_ABOUT THIS TASK_.
Below are entries; print them exactly from the first line through the one containing "an explicit value.".
[[ DATA EXCERPTS, beginning ]]
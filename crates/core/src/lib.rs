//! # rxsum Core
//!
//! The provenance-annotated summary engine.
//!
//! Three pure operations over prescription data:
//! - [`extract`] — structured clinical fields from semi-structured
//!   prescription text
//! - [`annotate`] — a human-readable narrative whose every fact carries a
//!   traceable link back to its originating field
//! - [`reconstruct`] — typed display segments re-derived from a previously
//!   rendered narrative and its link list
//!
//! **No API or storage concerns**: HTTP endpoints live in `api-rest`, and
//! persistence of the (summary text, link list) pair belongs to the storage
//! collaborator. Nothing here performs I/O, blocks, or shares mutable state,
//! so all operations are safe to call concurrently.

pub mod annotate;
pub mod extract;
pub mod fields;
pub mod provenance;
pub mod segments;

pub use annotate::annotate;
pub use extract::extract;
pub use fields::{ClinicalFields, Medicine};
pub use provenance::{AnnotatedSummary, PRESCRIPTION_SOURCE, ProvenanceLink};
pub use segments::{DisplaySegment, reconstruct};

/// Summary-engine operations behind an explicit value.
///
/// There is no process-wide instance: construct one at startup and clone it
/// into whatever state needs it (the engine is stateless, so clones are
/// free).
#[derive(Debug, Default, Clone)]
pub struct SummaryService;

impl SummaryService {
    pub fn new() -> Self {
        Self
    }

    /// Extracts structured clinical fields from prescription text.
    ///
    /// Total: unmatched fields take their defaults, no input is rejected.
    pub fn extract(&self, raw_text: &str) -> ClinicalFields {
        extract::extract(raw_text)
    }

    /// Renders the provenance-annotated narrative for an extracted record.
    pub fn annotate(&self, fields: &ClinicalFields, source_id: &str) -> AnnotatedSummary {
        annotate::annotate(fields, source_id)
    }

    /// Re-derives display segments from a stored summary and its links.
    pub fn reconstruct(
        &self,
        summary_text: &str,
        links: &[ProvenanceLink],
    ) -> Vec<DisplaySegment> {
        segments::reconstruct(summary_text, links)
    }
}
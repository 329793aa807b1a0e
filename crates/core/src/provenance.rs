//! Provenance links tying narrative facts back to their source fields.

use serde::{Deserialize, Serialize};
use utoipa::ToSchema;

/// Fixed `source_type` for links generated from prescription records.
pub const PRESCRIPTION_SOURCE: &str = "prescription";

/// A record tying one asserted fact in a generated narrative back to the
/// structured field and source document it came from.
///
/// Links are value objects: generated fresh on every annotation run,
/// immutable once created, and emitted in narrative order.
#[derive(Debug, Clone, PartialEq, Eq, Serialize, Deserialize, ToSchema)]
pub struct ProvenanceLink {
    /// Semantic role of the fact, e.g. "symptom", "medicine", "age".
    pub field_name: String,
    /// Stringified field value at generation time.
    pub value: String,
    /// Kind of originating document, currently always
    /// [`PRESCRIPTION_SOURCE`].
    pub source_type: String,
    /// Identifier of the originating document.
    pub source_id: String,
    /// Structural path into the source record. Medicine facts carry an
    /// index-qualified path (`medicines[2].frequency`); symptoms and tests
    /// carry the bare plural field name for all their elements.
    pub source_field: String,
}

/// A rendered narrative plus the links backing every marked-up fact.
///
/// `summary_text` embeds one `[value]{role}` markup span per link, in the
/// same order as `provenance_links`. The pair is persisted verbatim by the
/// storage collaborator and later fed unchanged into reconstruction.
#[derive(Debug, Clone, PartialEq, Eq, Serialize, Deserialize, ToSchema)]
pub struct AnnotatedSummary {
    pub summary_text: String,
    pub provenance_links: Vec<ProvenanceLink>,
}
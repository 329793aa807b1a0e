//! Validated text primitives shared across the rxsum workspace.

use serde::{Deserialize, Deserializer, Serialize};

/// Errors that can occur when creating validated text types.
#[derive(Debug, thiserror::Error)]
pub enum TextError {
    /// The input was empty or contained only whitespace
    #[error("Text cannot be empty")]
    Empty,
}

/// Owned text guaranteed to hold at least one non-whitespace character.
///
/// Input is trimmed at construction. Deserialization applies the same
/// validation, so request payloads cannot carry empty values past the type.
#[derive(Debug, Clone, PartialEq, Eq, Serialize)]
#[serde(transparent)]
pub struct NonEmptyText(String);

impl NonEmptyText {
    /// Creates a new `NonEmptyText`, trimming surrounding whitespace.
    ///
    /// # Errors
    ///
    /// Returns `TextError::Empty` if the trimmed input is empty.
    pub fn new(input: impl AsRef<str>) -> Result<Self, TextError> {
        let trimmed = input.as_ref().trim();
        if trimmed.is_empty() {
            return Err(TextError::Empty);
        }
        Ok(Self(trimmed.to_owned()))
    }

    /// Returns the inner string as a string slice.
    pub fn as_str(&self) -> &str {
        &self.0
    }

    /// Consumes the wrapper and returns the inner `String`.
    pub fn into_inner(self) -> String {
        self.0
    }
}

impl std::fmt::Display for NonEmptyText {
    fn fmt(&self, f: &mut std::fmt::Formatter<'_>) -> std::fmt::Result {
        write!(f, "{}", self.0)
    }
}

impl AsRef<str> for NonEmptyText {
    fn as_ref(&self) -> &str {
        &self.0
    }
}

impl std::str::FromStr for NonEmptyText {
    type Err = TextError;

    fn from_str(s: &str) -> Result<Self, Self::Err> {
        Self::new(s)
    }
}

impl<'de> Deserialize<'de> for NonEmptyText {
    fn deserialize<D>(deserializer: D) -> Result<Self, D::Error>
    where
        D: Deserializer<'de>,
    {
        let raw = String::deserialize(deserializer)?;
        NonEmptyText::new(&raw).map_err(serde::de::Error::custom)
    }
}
[[ DATA EXCERPTS, end ]]
_SOLVED EXERCISE_.
filename crates/core/src/lib.rs
//! # rxsum Core
//!
//! The provenance-annotated summary engine.
//!
//! Three pure operations over prescription data:
//! - [`extract`] — structured clinical fields from semi-structured
//!   prescription text
//! - [`annotate`] — a human-readable narrative whose every fact carries a
//!   traceable link back to its originating field
//! - [`reconstruct`] — typed display segments re-derived from a previously
//!   rendered narrative and its link list
//!
//! **No API or storage concerns**: HTTP endpoints live in `api-rest`, and
//! persistence of the (summary text, link list) pair belongs to the storage
//! collaborator. Nothing here performs I/O, blocks, or shares mutable state,
//! so all operations are safe to call concurrently.

pub mod annotate;
pub mod extract;
pub mod fields;
pub mod provenance;
pub mod segments;

pub use annotate::annotate;
pub use extract::extract;
pub use fields::{ClinicalFields, Medicine};
pub use provenance::{AnnotatedSummary, PRESCRIPTION_SOURCE, ProvenanceLink};
pub use segments::{DisplaySegment, reconstruct};

/// Summary-engine operations behind an explicit value.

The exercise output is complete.